*DATA EXTRACTS:*

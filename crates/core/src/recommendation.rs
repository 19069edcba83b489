//! Styling-recommendation prompt construction and response parsing.
//!
//! The advisor is asked to end its answer with a machine-readable line:
//!
//! ```text
//! RECOMMENDED_ITEMS: [12, 4, 9]
//! ```
//!
//! [`parse_response`] pulls the ids out of that line and returns the text
//! with the line removed, ready for display.

use std::collections::HashMap;
use std::sync::LazyLock;

use regex::Regex;

use crate::types::DbId;

/// Marker the advisor is told to end its answer with.
pub const RECOMMENDED_ITEMS_MARKER: &str = "RECOMMENDED_ITEMS";

/// Recommended-item count requested from the advisor.
pub const MIN_RECOMMENDED: usize = 3;
pub const MAX_RECOMMENDED: usize = 6;

// ---------------------------------------------------------------------------
// Prompt construction
// ---------------------------------------------------------------------------

/// Profile fields that shape a recommendation.
#[derive(Debug, Clone, Copy, Default)]
pub struct StyleProfile<'a> {
    pub bio: &'a str,
    pub style_preferences: &'a str,
    pub favorite_colors: &'a str,
}

/// A catalog item as presented to the advisor.
#[derive(Debug, Clone, Copy)]
pub struct PromptItem<'a> {
    pub id: DbId,
    pub title: &'a str,
    pub description: &'a str,
    pub tag: &'a str,
}

/// One line per item: `ID: 3 | Title: .. | Description: .. | Category: ..`.
pub fn format_items(items: &[PromptItem<'_>]) -> String {
    items
        .iter()
        .map(|item| {
            format!(
                "ID: {} | Title: {} | Description: {} | Category: {}",
                item.id, item.title, item.description, item.tag
            )
        })
        .collect::<Vec<_>>()
        .join("\n")
}

/// Build the full advisor prompt.
///
/// A blank `request` produces a profile-only prompt.
pub fn build_prompt(profile: &StyleProfile<'_>, items: &[PromptItem<'_>], request: &str) -> String {
    let mut prompt = format!(
        "You are a fashion recommendation engine talking directly to the end user. \
Do not use the user's name or username, only use \"you\" instead.\n\n\
User Bio:\n{}\n\
Style Preferences:\n{}\n\
Favorite Colors:\n{}\n\n\
Available Items (with IDs):\n{}\n",
        profile.bio,
        profile.style_preferences,
        profile.favorite_colors,
        format_items(items),
    );

    let request = request.trim();
    let target = if request.is_empty() {
        prompt.push_str(
            "\nGenerate personalized clothing recommendations based on the user's \
profile and preferences.\n",
        );
        "the user's profile"
    } else {
        prompt.push_str(&format!(
            "\nUser Request:\n{request}\n\n\
Generate personalized clothing recommendations based on the user's profile, \
preferences, and their specific request above.\n"
        ));
        "the user's request"
    };

    prompt.push_str(&format!(
        "\nIMPORTANT: At the end of your response, list the IDs of recommended items \
in the following format:\n{RECOMMENDED_ITEMS_MARKER}: [id1, id2, id3, ...]\n\n\
Include {MIN_RECOMMENDED}-{MAX_RECOMMENDED} item IDs that best match {target}.\n"
    ));
    prompt
}

// ---------------------------------------------------------------------------
// Response parsing
// ---------------------------------------------------------------------------

/// Advisor output split into display text and recommended ids.
#[derive(Debug, Clone, PartialEq, Eq)]
pub struct ParsedRecommendation {
    /// Text with the marker line removed.
    pub display_text: String,
    /// Ids in the order the advisor listed them, first occurrence only.
    pub item_ids: Vec<DbId>,
}

static MARKER_RE: LazyLock<Regex> = LazyLock::new(|| {
    Regex::new(r"[ \t]*RECOMMENDED_ITEMS:\s*\[([^\]]*)\][ \t]*").expect("valid regex")
});

/// Split advisor output into display text and ordered item ids.
///
/// Tokens inside the brackets that are not integers are dropped. Without a
/// marker the text is returned verbatim and the id list is empty.
pub fn parse_response(response: &str) -> ParsedRecommendation {
    let Some(caps) = MARKER_RE.captures(response) else {
        return ParsedRecommendation {
            display_text: response.to_string(),
            item_ids: Vec::new(),
        };
    };

    let mut item_ids: Vec<DbId> = Vec::new();
    for token in caps[1].split(',') {
        if let Ok(id) = token.trim().parse::<DbId>() {
            if !item_ids.contains(&id) {
                item_ids.push(id);
            }
        }
    }

    // `get(0)` is always present on a successful capture.
    let span = caps.get(0).map(|m| m.start()..m.end()).unwrap_or(0..0);
    let before = response[..span.start].trim_end();
    let after = response[span.end..].trim_start();
    let display_text = match (before.is_empty(), after.is_empty()) {
        (false, false) => format!("{before}\n\n{after}"),
        (false, true) => before.to_string(),
        (true, _) => after.to_string(),
    };

    ParsedRecommendation {
        display_text,
        item_ids,
    }
}

/// Order looked-up rows by the advisor's id list, skipping ids that were
/// not found.
pub fn order_by_ids<T>(ids: &[DbId], rows: Vec<T>, id_of: impl Fn(&T) -> DbId) -> Vec<T> {
    let mut by_id: HashMap<DbId, T> = rows.into_iter().map(|r| (id_of(&r), r)).collect();
    ids.iter().filter_map(|id| by_id.remove(id)).collect()
}

#[cfg(test)]
mod tests {
    use super::*;

    #[test]
    fn marker_line_is_parsed_and_stripped() {
        let parsed = parse_response("Great picks!\nRECOMMENDED_ITEMS: [3, 1]");
        assert_eq!(parsed.item_ids, vec![3, 1]);
        assert_eq!(parsed.display_text, "Great picks!");
    }

    #[test]
    fn missing_marker_keeps_text_verbatim() {
        let text = "  Try a navy blazer.\n\n";
        let parsed = parse_response(text);
        assert!(parsed.item_ids.is_empty());
        assert_eq!(parsed.display_text, text);
    }

    #[test]
    fn non_numeric_tokens_are_dropped() {
        let parsed = parse_response("Ok\nRECOMMENDED_ITEMS: [7, abc,  2 ,, x9, 7]");
        assert_eq!(parsed.item_ids, vec![7, 2]);
    }

    #[test]
    fn surrounding_blank_lines_are_removed() {
        let parsed =
            parse_response("Intro\n\n\nRECOMMENDED_ITEMS:   [ 5 ]\n\n\nEnjoy your look.");
        assert_eq!(parsed.item_ids, vec![5]);
        assert_eq!(parsed.display_text, "Intro\n\nEnjoy your look.");
    }

    #[test]
    fn empty_brackets_yield_no_ids() {
        let parsed = parse_response("Nothing fits.\nRECOMMENDED_ITEMS: []");
        assert!(parsed.item_ids.is_empty());
        assert_eq!(parsed.display_text, "Nothing fits.");
    }

    #[test]
    fn order_follows_advisor_and_skips_missing() {
        let rows = vec![(1, "a"), (2, "b"), (3, "c")];
        let ordered = order_by_ids(&[3, 99, 1], rows, |r| r.0);
        assert_eq!(ordered, vec![(3, "c"), (1, "a")]);
    }

    #[test]
    fn prompt_lists_items_and_instructions() {
        let profile = StyleProfile {
            bio: "Loves hiking",
            style_preferences: "casual",
            favorite_colors: "green",
        };
        let items = [PromptItem {
            id: 4,
            title: "Fleece",
            description: "Warm layer",
            tag: "outerwear",
        }];
        let prompt = build_prompt(&profile, &items, "something for the trail");

        assert!(prompt.contains("ID: 4 | Title: Fleece | Description: Warm layer | Category: outerwear"));
        assert!(prompt.contains("User Request:\nsomething for the trail"));
        assert!(prompt.contains("RECOMMENDED_ITEMS: [id1, id2, id3, ...]"));
        assert!(prompt.contains("Include 3-6 item IDs"));
        assert!(prompt.contains("only use \"you\" instead"));
        assert!(prompt.contains("Loves hiking"));
    }

    #[test]
    fn blank_request_builds_profile_prompt() {
        let prompt = build_prompt(&StyleProfile::default(), &[], "   ");
        assert!(!prompt.contains("User Request:"));
        assert!(prompt.contains("best match the user's profile"));
    }
}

*WHAT YOU HAVE TO DO:* The answer should be a number alone: how many lines of the entries hold the word "contains"?

*TASK RESULT:* 9